[[ MATERIAL PROVIDED, beginning ]]

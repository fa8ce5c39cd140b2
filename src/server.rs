//! Web server module.
//!
//! Binds the two core operations to their HTTP endpoints and maps the error
//! taxonomy onto status codes. Everything HTTP-shaped lives here; the stores
//! never see a request or a status code.

use axum::{
    extract::{Query, State},
    http::{header, HeaderMap, StatusCode},
    response::{IntoResponse, Response},
    routing::{get, post},
    Json, Router,
};
use serde::{Deserialize, Serialize};
use serde_json::json;
use std::sync::Arc;
use thiserror::Error;
use tower_http::{
    cors::CorsLayer,
    trace::{DefaultMakeSpan, TraceLayer},
};

use crate::auth::{self, AuthError};
use crate::config::AuthConfig;
use crate::storage::{
    ReportQuery, ReportRow, SaleRecord, SalesStore, StorageError, UserStore, ValidationError,
};

/// Page size used when the caller doesn't specify one.
const DEFAULT_PAGE_SIZE: i64 = 12;

/// Shared application state.
#[derive(Clone)]
pub struct AppState {
    pub sales: SalesStore,
    pub users: UserStore,
    pub auth: AuthConfig,
}

// =============================================================================
// Errors
// =============================================================================

/// Request-level failure, mapped to an HTTP response.
#[derive(Debug, Error)]
pub enum ApiError {
    #[error(transparent)]
    Validation(#[from] ValidationError),

    #[error(transparent)]
    Auth(#[from] AuthError),

    #[error(transparent)]
    Storage(#[from] StorageError),
}

impl IntoResponse for ApiError {
    fn into_response(self) -> Response {
        match self {
            ApiError::Validation(err) => (
                StatusCode::BAD_REQUEST,
                Json(json!({ "error": err.to_string() })),
            )
                .into_response(),
            ApiError::Auth(AuthError::Forbidden) => (
                StatusCode::FORBIDDEN,
                Json(json!({ "error": AuthError::Forbidden.to_string() })),
            )
                .into_response(),
            ApiError::Auth(err) => (
                StatusCode::UNAUTHORIZED,
                [(header::WWW_AUTHENTICATE, "Basic realm=\"tillsync\"")],
                Json(json!({ "error": err.to_string() })),
            )
                .into_response(),
            ApiError::Storage(err) => {
                // Log the detail, return a generic body.
                tracing::error!(error = %err, "Storage failure");
                (
                    StatusCode::INTERNAL_SERVER_ERROR,
                    Json(json!({ "error": "internal server error" })),
                )
                    .into_response()
            }
        }
    }
}

// =============================================================================
// Request / response shapes
// =============================================================================

/// Health check response.
#[derive(Serialize)]
struct HealthResponse {
    status: String,
    #[serde(skip_serializing_if = "Option::is_none")]
    db: Option<String>,
}

/// Body of `POST /sync-sales`.
#[derive(Debug, Deserialize)]
pub struct SyncRequest {
    pub sales: Vec<SaleRecord>,
}

#[derive(Serialize)]
struct SyncResponse {
    status: &'static str,
    synced_count: usize,
}

/// Query parameters for `GET /sales/data`.
#[derive(Debug, Deserialize)]
pub struct ReportParams {
    pub report_type: String,
    pub date: String,
    #[serde(default = "default_page")]
    pub page: i64,
    #[serde(default = "default_page_size")]
    pub page_size: i64,
}

fn default_page() -> i64 {
    1
}

fn default_page_size() -> i64 {
    DEFAULT_PAGE_SIZE
}

#[derive(Serialize)]
struct ReportResponse {
    report_type: String,
    date: String,
    sales: Vec<ReportRow>,
    total_sales: f64,
    total_items: u64,
    page: u32,
    page_size: u32,
    total_pages: u32,
}

// =============================================================================
// Router
// =============================================================================

/// Create the Axum router with all routes.
pub fn create_router(state: AppState) -> Router {
    let app_state = Arc::new(state);

    Router::new()
        .route("/healthz", get(healthz_handler))
        .route("/readyz", get(readyz_handler))
        .route("/sync-sales", post(sync_sales_handler))
        .route("/sales/data", get(sales_data_handler))
        .layer(
            TraceLayer::new_for_http()
                .make_span_with(DefaultMakeSpan::default().include_headers(true)),
        )
        .layer(CorsLayer::permissive())
        .with_state(app_state)
}

// =============================================================================
// Handlers
// =============================================================================

/// Liveness probe.
async fn healthz_handler() -> Json<HealthResponse> {
    Json(HealthResponse {
        status: "ok".to_string(),
        db: None,
    })
}

/// Readiness probe that checks database availability.
async fn readyz_handler(State(state): State<Arc<AppState>>) -> Response {
    match state.sales.ping().await {
        Ok(()) => Json(HealthResponse {
            status: "ok".to_string(),
            db: Some("ready".to_string()),
        })
        .into_response(),
        Err(err) => {
            tracing::error!(error = %err, "Readiness check failed");
            (
                StatusCode::SERVICE_UNAVAILABLE,
                Json(HealthResponse {
                    status: "not_ready".to_string(),
                    db: Some(err.to_string()),
                }),
            )
                .into_response()
        }
    }
}

/// Ingestion endpoint: upsert a batch of sales.
///
/// When auth is enabled the caller must present Basic credentials for an
/// admin user; both checks happen before the batch is even validated, and
/// validation happens before any write.
async fn sync_sales_handler(
    State(state): State<Arc<AppState>>,
    headers: HeaderMap,
    Json(request): Json<SyncRequest>,
) -> Result<Json<SyncResponse>, ApiError> {
    if state.auth.require_admin {
        let (username, password) = auth::basic_credentials(&headers)?;
        let identity = state
            .users
            .authenticate(&username, &password)
            .await?
            .ok_or(AuthError::InvalidCredentials)?;
        if !identity.is_admin() {
            tracing::warn!(username = %identity.username, "Sync rejected: not an admin");
            return Err(AuthError::Forbidden.into());
        }
        tracing::debug!(username = %identity.username, "Sync authorized");
    }

    let sales = request
        .sales
        .into_iter()
        .map(SaleRecord::normalize)
        .collect::<Result<Vec<_>, _>>()?;

    let receipt = state.sales.sync(&sales).await?;
    Ok(Json(SyncResponse {
        status: "success",
        synced_count: receipt.synced_count,
    }))
}

/// Reporting endpoint: aggregates plus one page of matching sales.
async fn sales_data_handler(
    State(state): State<Arc<AppState>>,
    Query(params): Query<ReportParams>,
) -> Result<Json<ReportResponse>, ApiError> {
    let query = ReportQuery::new(
        &params.report_type,
        &params.date,
        params.page,
        params.page_size,
    )?;

    let page = state.sales.report(&query).await?;
    Ok(Json(ReportResponse {
        report_type: query.granularity().to_string(),
        date: params.date,
        sales: page.rows,
        total_sales: page.total_amount,
        total_items: page.total_count,
        page: page.page,
        page_size: page.page_size,
        total_pages: page.total_pages,
    }))
}
//! HTTP Basic authentication primitives.
//!
//! The transport hands the raw `Authorization` header to
//! [`basic_credentials`]; verification against the user table lives in
//! [`crate::storage::user_store::UserStore`]. The sync endpoint requires the
//! resulting identity to carry the admin role.

use axum::http::{header, HeaderMap};
use base64::engine::general_purpose::STANDARD as BASE64;
use base64::Engine;
use strum_macros::{AsRefStr, Display, EnumString};
use thiserror::Error;

/// User role, as stored in the `role` column.
#[derive(Debug, Clone, Copy, PartialEq, Eq, EnumString, Display, AsRefStr)]
#[strum(serialize_all = "lowercase", ascii_case_insensitive)]
pub enum Role {
    /// May submit sale batches via the sync endpoint.
    Admin,
    /// Everyone else; read-only from the core's point of view.
    Staff,
}

/// Authenticated caller identity.
#[derive(Debug, Clone, PartialEq, Eq)]
pub struct Identity {
    pub username: String,
    pub role: Role,
}

impl Identity {
    pub fn is_admin(&self) -> bool {
        self.role == Role::Admin
    }
}

/// Authentication/authorization failures.
#[derive(Debug, Clone, PartialEq, Eq, Error)]
pub enum AuthError {
    /// No `Authorization` header was sent.
    #[error("missing credentials")]
    MissingCredentials,

    /// The `Authorization` header is not well-formed Basic auth.
    #[error("malformed authorization header")]
    MalformedHeader,

    /// Unknown user or wrong password.
    #[error("invalid username or password")]
    InvalidCredentials,

    /// Authenticated, but the role does not permit the operation.
    #[error("admin role required")]
    Forbidden,
}

/// Extract a `(username, password)` pair from a Basic `Authorization` header.
pub fn basic_credentials(headers: &HeaderMap) -> Result<(String, String), AuthError> {
    let header = headers
        .get(header::AUTHORIZATION)
        .ok_or(AuthError::MissingCredentials)?;
    let value = header.to_str().map_err(|_| AuthError::MalformedHeader)?;
    let encoded = value
        .strip_prefix("Basic ")
        .ok_or(AuthError::MalformedHeader)?;

    let decoded = BASE64
        .decode(encoded.trim())
        .map_err(|_| AuthError::MalformedHeader)?;
    let decoded = String::from_utf8(decoded).map_err(|_| AuthError::MalformedHeader)?;

    let (username, password) = decoded.split_once(':').ok_or(AuthError::MalformedHeader)?;
    Ok((username.to_string(), password.to_string()))
}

[[ MATERIAL PROVIDED, end ]]

WHAT YOU HAVE TO DO :: Working from the records above, tally the lines that contain "async" and give only the total.

RESPONSE TO THIS EXERCISE :: 4